__What you have to do__:
An answer that reproduces all the entries exactly is what is needed.

------------------------------------------------

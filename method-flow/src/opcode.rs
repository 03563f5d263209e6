// Copyright (c) Microsoft Corporation.
// Licensed under the MIT License.

use std::fmt;

use serde::{Deserialize, Serialize};

/// A JVM bytecode opcode.
///
/// Operands are not modeled: the analyzer only needs to tell instructions
/// apart and to know how control leaves them.
#[derive(Clone, Copy, Debug, Deserialize, Eq, Hash, Ord, PartialEq, PartialOrd, Serialize)]
#[serde(transparent)]
pub struct Opcode(pub u8);

macro_rules! opcodes {
    ($($name:ident = $value:literal,)*) => {
        impl Opcode {
            $(pub const $name: Opcode = Opcode($value);)*

            /// Mnemonic of the opcode, if it is defined by the class file format.
            pub fn name(self) -> Option<&'static str> {
                match self.0 {
                    $($value => Some(stringify!($name)),)*
                    _ => None,
                }
            }
        }
    };
}

opcodes! {
    NOP = 0,
    ACONST_NULL = 1,
    ICONST_M1 = 2,
    ICONST_0 = 3,
    ICONST_1 = 4,
    ICONST_2 = 5,
    ICONST_3 = 6,
    ICONST_4 = 7,
    ICONST_5 = 8,
    LCONST_0 = 9,
    LCONST_1 = 10,
    FCONST_0 = 11,
    FCONST_1 = 12,
    FCONST_2 = 13,
    DCONST_0 = 14,
    DCONST_1 = 15,
    BIPUSH = 16,
    SIPUSH = 17,
    LDC = 18,
    LDC_W = 19,
    LDC2_W = 20,
    ILOAD = 21,
    LLOAD = 22,
    FLOAD = 23,
    DLOAD = 24,
    ALOAD = 25,
    ILOAD_0 = 26,
    ILOAD_1 = 27,
    ILOAD_2 = 28,
    ILOAD_3 = 29,
    LLOAD_0 = 30,
    LLOAD_1 = 31,
    LLOAD_2 = 32,
    LLOAD_3 = 33,
    FLOAD_0 = 34,
    FLOAD_1 = 35,
    FLOAD_2 = 36,
    FLOAD_3 = 37,
    DLOAD_0 = 38,
    DLOAD_1 = 39,
    DLOAD_2 = 40,
    DLOAD_3 = 41,
    ALOAD_0 = 42,
    ALOAD_1 = 43,
    ALOAD_2 = 44,
    ALOAD_3 = 45,
    IALOAD = 46,
    LALOAD = 47,
    FALOAD = 48,
    DALOAD = 49,
    AALOAD = 50,
    BALOAD = 51,
    CALOAD = 52,
    SALOAD = 53,
    ISTORE = 54,
    LSTORE = 55,
    FSTORE = 56,
    DSTORE = 57,
    ASTORE = 58,
    ISTORE_0 = 59,
    ISTORE_1 = 60,
    ISTORE_2 = 61,
    ISTORE_3 = 62,
    LSTORE_0 = 63,
    LSTORE_1 = 64,
    LSTORE_2 = 65,
    LSTORE_3 = 66,
    FSTORE_0 = 67,
    FSTORE_1 = 68,
    FSTORE_2 = 69,
    FSTORE_3 = 70,
    DSTORE_0 = 71,
    DSTORE_1 = 72,
    DSTORE_2 = 73,
    DSTORE_3 = 74,
    ASTORE_0 = 75,
    ASTORE_1 = 76,
    ASTORE_2 = 77,
    ASTORE_3 = 78,
    IASTORE = 79,
    LASTORE = 80,
    FASTORE = 81,
    DASTORE = 82,
    AASTORE = 83,
    BASTORE = 84,
    CASTORE = 85,
    SASTORE = 86,
    POP = 87,
    POP2 = 88,
    DUP = 89,
    DUP_X1 = 90,
    DUP_X2 = 91,
    DUP2 = 92,
    DUP2_X1 = 93,
    DUP2_X2 = 94,
    SWAP = 95,
    IADD = 96,
    LADD = 97,
    FADD = 98,
    DADD = 99,
    ISUB = 100,
    LSUB = 101,
    FSUB = 102,
    DSUB = 103,
    IMUL = 104,
    LMUL = 105,
    FMUL = 106,
    DMUL = 107,
    IDIV = 108,
    LDIV = 109,
    FDIV = 110,
    DDIV = 111,
    IREM = 112,
    LREM = 113,
    FREM = 114,
    DREM = 115,
    INEG = 116,
    LNEG = 117,
    FNEG = 118,
    DNEG = 119,
    ISHL = 120,
    LSHL = 121,
    ISHR = 122,
    LSHR = 123,
    IUSHR = 124,
    LUSHR = 125,
    IAND = 126,
    LAND = 127,
    IOR = 128,
    LOR = 129,
    IXOR = 130,
    LXOR = 131,
    IINC = 132,
    I2L = 133,
    I2F = 134,
    I2D = 135,
    L2I = 136,
    L2F = 137,
    L2D = 138,
    F2I = 139,
    F2L = 140,
    F2D = 141,
    D2I = 142,
    D2L = 143,
    D2F = 144,
    I2B = 145,
    I2C = 146,
    I2S = 147,
    LCMP = 148,
    FCMPL = 149,
    FCMPG = 150,
    DCMPL = 151,
    DCMPG = 152,
    IFEQ = 153,
    IFNE = 154,
    IFLT = 155,
    IFGE = 156,
    IFGT = 157,
    IFLE = 158,
    IF_ICMPEQ = 159,
    IF_ICMPNE = 160,
    IF_ICMPLT = 161,
    IF_ICMPGE = 162,
    IF_ICMPGT = 163,
    IF_ICMPLE = 164,
    IF_ACMPEQ = 165,
    IF_ACMPNE = 166,
    GOTO = 167,
    JSR = 168,
    RET = 169,
    TABLESWITCH = 170,
    LOOKUPSWITCH = 171,
    IRETURN = 172,
    LRETURN = 173,
    FRETURN = 174,
    DRETURN = 175,
    ARETURN = 176,
    RETURN = 177,
    GETSTATIC = 178,
    PUTSTATIC = 179,
    GETFIELD = 180,
    PUTFIELD = 181,
    INVOKEVIRTUAL = 182,
    INVOKESPECIAL = 183,
    INVOKESTATIC = 184,
    INVOKEINTERFACE = 185,
    INVOKEDYNAMIC = 186,
    NEW = 187,
    NEWARRAY = 188,
    ANEWARRAY = 189,
    ARRAYLENGTH = 190,
    ATHROW = 191,
    CHECKCAST = 192,
    INSTANCEOF = 193,
    MONITORENTER = 194,
    MONITOREXIT = 195,
    WIDE = 196,
    MULTIANEWARRAY = 197,
    IFNULL = 198,
    IFNONNULL = 199,
    GOTO_W = 200,
    JSR_W = 201,
}

impl Opcode {
    /// Returns `true` for the `xRETURN` family.
    pub fn is_return(self) -> bool {
        (Self::IRETURN.0..=Self::RETURN.0).contains(&self.0)
    }

    pub fn is_throw(self) -> bool {
        self == Self::ATHROW
    }

    /// Returns `true` if control never falls through to the next instruction.
    pub fn ends_flow(self) -> bool {
        self.is_return() || self.is_throw()
    }

    /// Returns `true` for conditional and unconditional branches that take a
    /// single label operand.
    pub fn is_jump(self) -> bool {
        (Self::IFEQ.0..=Self::JSR.0).contains(&self.0)
            || matches!(self, Self::IFNULL | Self::IFNONNULL | Self::GOTO_W | Self::JSR_W)
    }

    pub fn is_goto(self) -> bool {
        matches!(self, Self::GOTO | Self::GOTO_W)
    }

    pub fn is_switch(self) -> bool {
        matches!(self, Self::TABLESWITCH | Self::LOOKUPSWITCH)
    }

    /// Returns `true` for the legacy subroutine instructions, which the
    /// analyzer does not support.
    pub fn is_subroutine(self) -> bool {
        matches!(self, Self::JSR | Self::RET | Self::JSR_W)
    }
}

impl fmt::Display for Opcode {
    fn fmt(&self, f: &mut fmt::Formatter<'_>) -> fmt::Result {
        match self.name() {
            Some(name) => f.write_str(name),
            None => write!(f, "<opcode {:#04x}>", self.0),
        }
    }
}

impl fmt::LowerHex for Opcode {
    fn fmt(&self, f: &mut fmt::Formatter<'_>) -> fmt::Result {
        fmt::LowerHex::fmt(&self.0, f)
    }
}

------------------------------------------------

__Your response__:
filename method-flow/src/opcode.rs
repository 03563f5d263209e6
// Copyright (c) Microsoft Corporation.
// Licensed under the MIT License.

use std::fmt;

use serde::{Deserialize, Serialize};

/// A JVM bytecode opcode.
///
/// Operands are not modeled: the analyzer only needs to tell instructions
/// apart and to know how control leaves them.
#[derive(Clone, Copy, Debug, Deserialize, Eq, Hash, Ord, PartialEq, PartialOrd, Serialize)]
#[serde(transparent)]
pub struct Opcode(pub u8);

macro_rules! opcodes {
    ($($name:ident = $value:literal,)*) => {
        impl Opcode {
            $(pub const $name: Opcode = Opcode($value);)*

            /// Mnemonic of the opcode, if it is defined by the class file format.
            pub fn name(self) -> Option<&'static str> {
                match self.0 {
                    $($value => Some(stringify!($name)),)*
                    _ => None,
                }
            }
        }
    };
}

opcodes! {
    NOP = 0,
    ACONST_NULL = 1,
    ICONST_M1 = 2,
    ICONST_0 = 3,
    ICONST_1 = 4,
    ICONST_2 = 5,
    ICONST_3 = 6,
    ICONST_4 = 7,
    ICONST_5 = 8,
    LCONST_0 = 9,
    LCONST_1 = 10,
    FCONST_0 = 11,
    FCONST_1 = 12,
    FCONST_2 = 13,
    DCONST_0 = 14,
    DCONST_1 = 15,
    BIPUSH = 16,
    SIPUSH = 17,
    LDC = 18,
    LDC_W = 19,
    LDC2_W = 20,
    ILOAD = 21,
    LLOAD = 22,
    FLOAD = 23,
    DLOAD = 24,
    ALOAD = 25,
    ILOAD_0 = 26,
    ILOAD_1 = 27,
    ILOAD_2 = 28,
    ILOAD_3 = 29,
    LLOAD_0 = 30,
    LLOAD_1 = 31,
    LLOAD_2 = 32,
    LLOAD_3 = 33,
    FLOAD_0 = 34,
    FLOAD_1 = 35,
    FLOAD_2 = 36,
    FLOAD_3 = 37,
    DLOAD_0 = 38,
    DLOAD_1 = 39,
    DLOAD_2 = 40,
    DLOAD_3 = 41,
    ALOAD_0 = 42,
    ALOAD_1 = 43,
    ALOAD_2 = 44,
    ALOAD_3 = 45,
    IALOAD = 46,
    LALOAD = 47,
    FALOAD = 48,
    DALOAD = 49,
    AALOAD = 50,
    BALOAD = 51,
    CALOAD = 52,
    SALOAD = 53,
    ISTORE = 54,
    LSTORE = 55,
    FSTORE = 56,
    DSTORE = 57,
    ASTORE = 58,
    ISTORE_0 = 59,
    ISTORE_1 = 60,
    ISTORE_2 = 61,
    ISTORE_3 = 62,
    LSTORE_0 = 63,
    LSTORE_1 = 64,
    LSTORE_2 = 65,
    LSTORE_3 = 66,
    FSTORE_0 = 67,
    FSTORE_1 = 68,
    FSTORE_2 = 69,
    FSTORE_3 = 70,
    DSTORE_0 = 71,
    DSTORE_1 = 72,
    DSTORE_2 = 73,
    DSTORE_3 = 74,
    ASTORE_0 = 75,
    ASTORE_1 = 76,
    ASTORE_2 = 77,
    ASTORE_3 = 78,
    IASTORE = 79,
    LASTORE = 80,
    FASTORE = 81,
    DASTORE = 82,
    AASTORE = 83,
    BASTORE = 84,
    CASTORE = 85,
    SASTORE = 86,
    POP = 87,
    POP2 = 88,
    DUP = 89,
    DUP_X1 = 90,
    DUP_X2 = 91,
    DUP2 = 92,
    DUP2_X1 = 93,
    DUP2_X2 = 94,
    SWAP = 95,
    IADD = 96,
    LADD = 97,
    FADD = 98,
    DADD = 99,
    ISUB = 100,
    LSUB = 101,
    FSUB = 102,
    DSUB = 103,
    IMUL = 104,
    LMUL = 105,
    FMUL = 106,
    DMUL = 107,
    IDIV = 108,
    LDIV = 109,
    FDIV = 110,
    DDIV = 111,
    IREM = 112,
    LREM = 113,
    FREM = 114,
    DREM = 115,
    INEG = 116,
    LNEG = 117,
    FNEG = 118,
    DNEG = 119,
    ISHL = 120,
    LSHL = 121,
    ISHR = 122,
    LSHR = 123,
    IUSHR = 124,
    LUSHR = 125,
    IAND = 126,
    LAND = 127,
    IOR = 128,
    LOR = 129,
    IXOR = 130,
    LXOR = 131,
    IINC = 132,
    I2L = 133,
    I2F = 134,
    I2D = 135,
    L2I = 136,
    L2F = 137,
    L2D = 138,
    F2I = 139,
    F2L = 140,
    F2D = 141,
    D2I = 142,
    D2L = 143,
    D2F = 144,
    I2B = 145,
    I2C = 146,
    I2S = 147,
    LCMP = 148,
    FCMPL = 149,
    FCMPG = 150,
    DCMPL = 151,
    DCMPG = 152,
    IFEQ = 153,
    IFNE = 154,
    IFLT = 155,
    IFGE = 156,
    IFGT = 157,
    IFLE = 158,
    IF_ICMPEQ = 159,
    IF_ICMPNE = 160,
    IF_ICMPLT = 161,
    IF_ICMPGE = 162,
    IF_ICMPGT = 163,
    IF_ICMPLE = 164,
    IF_ACMPEQ = 165,
    IF_ACMPNE = 166,
    GOTO = 167,
    JSR = 168,
    RET = 169,
    TABLESWITCH = 170,
    LOOKUPSWITCH = 171,
    IRETURN = 172,
    LRETURN = 173,
    FRETURN = 174,
    DRETURN = 175,
    ARETURN = 176,
    RETURN = 177,
    GETSTATIC = 178,
    PUTSTATIC = 179,
    GETFIELD = 180,
    PUTFIELD = 181,
    INVOKEVIRTUAL = 182,
    INVOKESPECIAL = 183,
    INVOKESTATIC = 184,
    INVOKEINTERFACE = 185,
    INVOKEDYNAMIC = 186,
    NEW = 187,
    NEWARRAY = 188,
    ANEWARRAY = 189,
    ARRAYLENGTH = 190,
    ATHROW = 191,
    CHECKCAST = 192,
    INSTANCEOF = 193,
    MONITORENTER = 194,
    MONITOREXIT = 195,
    WIDE = 196,
    MULTIANEWARRAY = 197,
    IFNULL = 198,
    IFNONNULL = 199,
    GOTO_W = 200,
    JSR_W = 201,
}

impl Opcode {
    /// Returns `true` for the `xRETURN` family.
    pub fn is_return(self) -> bool {
        (Self::IRETURN.0..=Self::RETURN.0).contains(&self.0)
    }

    pub fn is_throw(self) -> bool {
        self == Self::ATHROW
    }

    /// Returns `true` if control never falls through to the next instruction.
    pub fn ends_flow(self) -> bool {
        self.is_return() || self.is_throw()
    }

    /// Returns `true` for conditional and unconditional branches that take a
    /// single label operand.
    pub fn is_jump(self) -> bool {
        (Self::IFEQ.0..=Self::JSR.0).contains(&self.0)
            || matches!(self, Self::IFNULL | Self::IFNONNULL | Self::GOTO_W | Self::JSR_W)
    }

    pub fn is_goto(self) -> bool {
        matches!(self, Self::GOTO | Self::GOTO_W)
    }

    pub fn is_switch(self) -> bool {
        matches!(self, Self::TABLESWITCH | Self::LOOKUPSWITCH)
    }

    /// Returns `true` for the legacy subroutine instructions, which the
    /// analyzer does not support.
    pub fn is_subroutine(self) -> bool {
        matches!(self, Self::JSR | Self::RET | Self::JSR_W)
    }
}

impl fmt::Display for Opcode {
    fn fmt(&self, f: &mut fmt::Formatter<'_>) -> fmt::Result {
        match self.name() {
            Some(name) => f.write_str(name),
            None => write!(f, "<opcode {:#04x}>", self.0),
        }
    }
}

impl fmt::LowerHex for Opcode {
    fn fmt(&self, f: &mut fmt::Formatter<'_>) -> fmt::Result {
        fmt::LowerHex::fmt(&self.0, f)
    }
}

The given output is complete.